- **Information**:

================================

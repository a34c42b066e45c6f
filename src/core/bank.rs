//! Bank session: one mutable snapshot with requests applied in turn.
//!
//! `request` takes `&mut self`, so at most one adjudication is in flight
//! against the current snapshot.

use anyhow::Result;
use tracing::{info, instrument, warn};

use crate::domain::{AdjudicationResult, AllocError, Reason, SafetyResult, SystemSnapshot};

use super::adjudicator::adjudicate;
use super::safety::check_safety;

/// Allocator session over a configured initial state
#[derive(Debug, Clone)]
pub struct Bank {
    /// State the session was configured with (restored by `reset`)
    initial: SystemSnapshot,

    /// Latest committed state
    current: SystemSnapshot,

    /// Display name of each resource type
    resource_names: Vec<String>,

    granted: u64,
    denied: u64,
}

impl Bank {
    /// Open a session; `resource_names` must have one entry per resource type
    pub fn new(snapshot: SystemSnapshot, resource_names: Vec<String>) -> Result<Self> {
        if resource_names.len() != snapshot.resource_count() {
            anyhow::bail!(
                "Expected {} resource names, got {}",
                snapshot.resource_count(),
                resource_names.len()
            );
        }

        Ok(Self::open(snapshot, resource_names))
    }

    /// Open a session with default names (`A`, `B`, `C`, ...)
    pub fn with_default_names(snapshot: SystemSnapshot) -> Self {
        let resource_names = default_resource_names(snapshot.resource_count());
        Self::open(snapshot, resource_names)
    }

    /// Callers guarantee one name per resource type
    fn open(snapshot: SystemSnapshot, resource_names: Vec<String>) -> Self {
        Self {
            initial: snapshot.clone(),
            current: snapshot,
            resource_names,
            granted: 0,
            denied: 0,
        }
    }

    pub fn snapshot(&self) -> &SystemSnapshot {
        &self.current
    }

    pub fn initial(&self) -> &SystemSnapshot {
        &self.initial
    }

    pub fn resource_names(&self) -> &[String] {
        &self.resource_names
    }

    /// Number of requests granted since the session opened or was reset
    pub fn requests_granted(&self) -> u64 {
        self.granted
    }

    /// Number of requests denied since the session opened or was reset
    pub fn requests_denied(&self) -> u64 {
        self.denied
    }

    /// Safety of the current state
    pub fn status(&self) -> SafetyResult {
        let result = check_safety(&self.current);
        if result.is_safe {
            info!(order = ?result.order, "Current state is safe");
        } else {
            warn!(finished = ?result.order, "Current state is unsafe");
        }
        result
    }

    /// Adjudicate a request and adopt the resulting state
    #[instrument(skip(self, request), fields(request = ?request))]
    pub fn request(&mut self, process: usize, request: &[u32]) -> Result<AdjudicationResult, AllocError> {
        let result = adjudicate(&self.current, process, request)?;

        match result.reason {
            Reason::Granted => {
                self.granted += 1;
                info!(order = ?result.order, "Request granted");
            }
            Reason::ExceedsMaximumClaim => {
                self.denied += 1;
                warn!("Request exceeds maximum claim");
            }
            Reason::InsufficientAvailable => {
                self.denied += 1;
                info!("Request must wait for resources");
            }
            Reason::WouldDeadlock => {
                self.denied += 1;
                warn!("Request denied: would lead to an unsafe state");
            }
        }

        self.current = result.snapshot.clone();
        Ok(result)
    }

    /// Restore the initial configuration and re-check it
    pub fn reset(&mut self) -> SafetyResult {
        info!("Resetting to initial state");
        self.current = self.initial.clone();
        self.granted = 0;
        self.denied = 0;
        self.status()
    }
}

/// `A`..`Z` for the first 26 resource types, then `R26`, `R27`, ...
pub fn default_resource_names(count: usize) -> Vec<String> {
    (0..count)
        .map(|i| match u8::try_from(i) {
            Ok(n) if n < 26 => char::from(b'A' + n).to_string(),
            _ => format!("R{}", i),
        })
        .collect()
}
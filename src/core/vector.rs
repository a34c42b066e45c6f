//! Element-wise arithmetic over resource vectors.
//!
//! All helpers assume both operands have the same length; callers validate
//! shape before reaching here.

/// True when every component of `a` is at most the matching component of `b`
pub fn fits_within(a: &[u32], b: &[u32]) -> bool {
    debug_assert_eq!(a.len(), b.len());
    a.iter().zip(b).all(|(x, y)| x <= y)
}

/// `acc += other`, component-wise
///
/// Only used on working vectors bounded by the per-resource totals, which
/// are checked to fit in `u32` when a snapshot is built.
pub fn add_assign(acc: &mut [u32], other: &[u32]) {
    debug_assert_eq!(acc.len(), other.len());
    for (a, b) in acc.iter_mut().zip(other) {
        *a += *b;
    }
}

/// `a + b`, or `None` if any component overflows
pub fn checked_add(a: &[u32], b: &[u32]) -> Option<Vec<u32>> {
    debug_assert_eq!(a.len(), b.len());
    a.iter().zip(b).map(|(x, y)| x.checked_add(*y)).collect()
}

/// `a - b`, or `None` if any component would go negative
pub fn checked_sub(a: &[u32], b: &[u32]) -> Option<Vec<u32>> {
    debug_assert_eq!(a.len(), b.len());
    a.iter().zip(b).map(|(x, y)| x.checked_sub(*y)).collect()
}

/// Index of the first component where `a[i] > b[i]`
pub fn first_excess(a: &[u32], b: &[u32]) -> Option<usize> {
    a.iter().zip(b).position(|(x, y)| x > y)
}
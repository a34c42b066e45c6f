//! Results returned by the safety checker and the request adjudicator.

use serde::{Deserialize, Serialize};

use super::snapshot::SystemSnapshot;

/// Outcome of a safety check
#[derive(Debug, Clone, PartialEq, Eq, Serialize, Deserialize)]
pub struct SafetyResult {
    /// Whether every process can run to completion
    pub is_safe: bool,

    /// Completion order discovered by the simulation (partial when unsafe)
    pub order: Vec<usize>,
}

/// Why a request was granted or denied
#[derive(Debug, Clone, Copy, PartialEq, Eq, Hash, Serialize, Deserialize)]
#[serde(rename_all = "snake_case")]
pub enum Reason {
    /// Tentative state was safe and has been committed
    Granted,

    /// Request asks for more than the process's remaining need
    ExceedsMaximumClaim,

    /// Not enough free units right now; the process must wait
    InsufficientAvailable,

    /// Granting would leave the system in an unsafe state
    WouldDeadlock,
}

impl Reason {
    /// Human-readable description of this outcome for `process`
    pub fn message(self, process: usize) -> String {
        match self {
            Reason::Granted => format!(
                "Loan for Process {} granted. The system is in a safe state.",
                process
            ),
            Reason::ExceedsMaximumClaim => format!(
                "Process {} has exceeded its maximum claim. Request cannot be granted.",
                process
            ),
            Reason::InsufficientAvailable => format!(
                "Request denied for Process {}. Resources not available. Process must wait.",
                process
            ),
            Reason::WouldDeadlock => format!(
                "Request for Process {} denied. Granting it would lead to an unsafe state.",
                process
            ),
        }
    }
}

impl std::fmt::Display for Reason {
    fn fmt(&self, f: &mut std::fmt::Formatter<'_>) -> std::fmt::Result {
        let s = match self {
            Reason::Granted => "granted",
            Reason::ExceedsMaximumClaim => "exceeds_maximum_claim",
            Reason::InsufficientAvailable => "insufficient_available",
            Reason::WouldDeadlock => "would_deadlock",
        };
        f.write_str(s)
    }
}

/// Decision on a single resource request
#[derive(Debug, Clone, PartialEq, Eq, Serialize, Deserialize)]
pub struct AdjudicationResult {
    /// True only for [`Reason::Granted`]
    pub granted: bool,

    /// State after the decision (unchanged input when denied)
    pub snapshot: SystemSnapshot,

    pub reason: Reason,

    /// Safe sequence for display: the committed state's when granted,
    /// the current state's otherwise (empty for an excessive claim)
    pub order: Vec<usize>,
}

impl AdjudicationResult {
    pub(crate) fn denied(snapshot: SystemSnapshot, reason: Reason, order: Vec<usize>) -> Self {
        Self {
            granted: false,
            snapshot,
            reason,
            order,
        }
    }
}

================================

- **Exercise**: Return every line holding the word "filename" from the records.

- **Your solution**:
filename src/core/bank.rs
filename src/core/vector.rs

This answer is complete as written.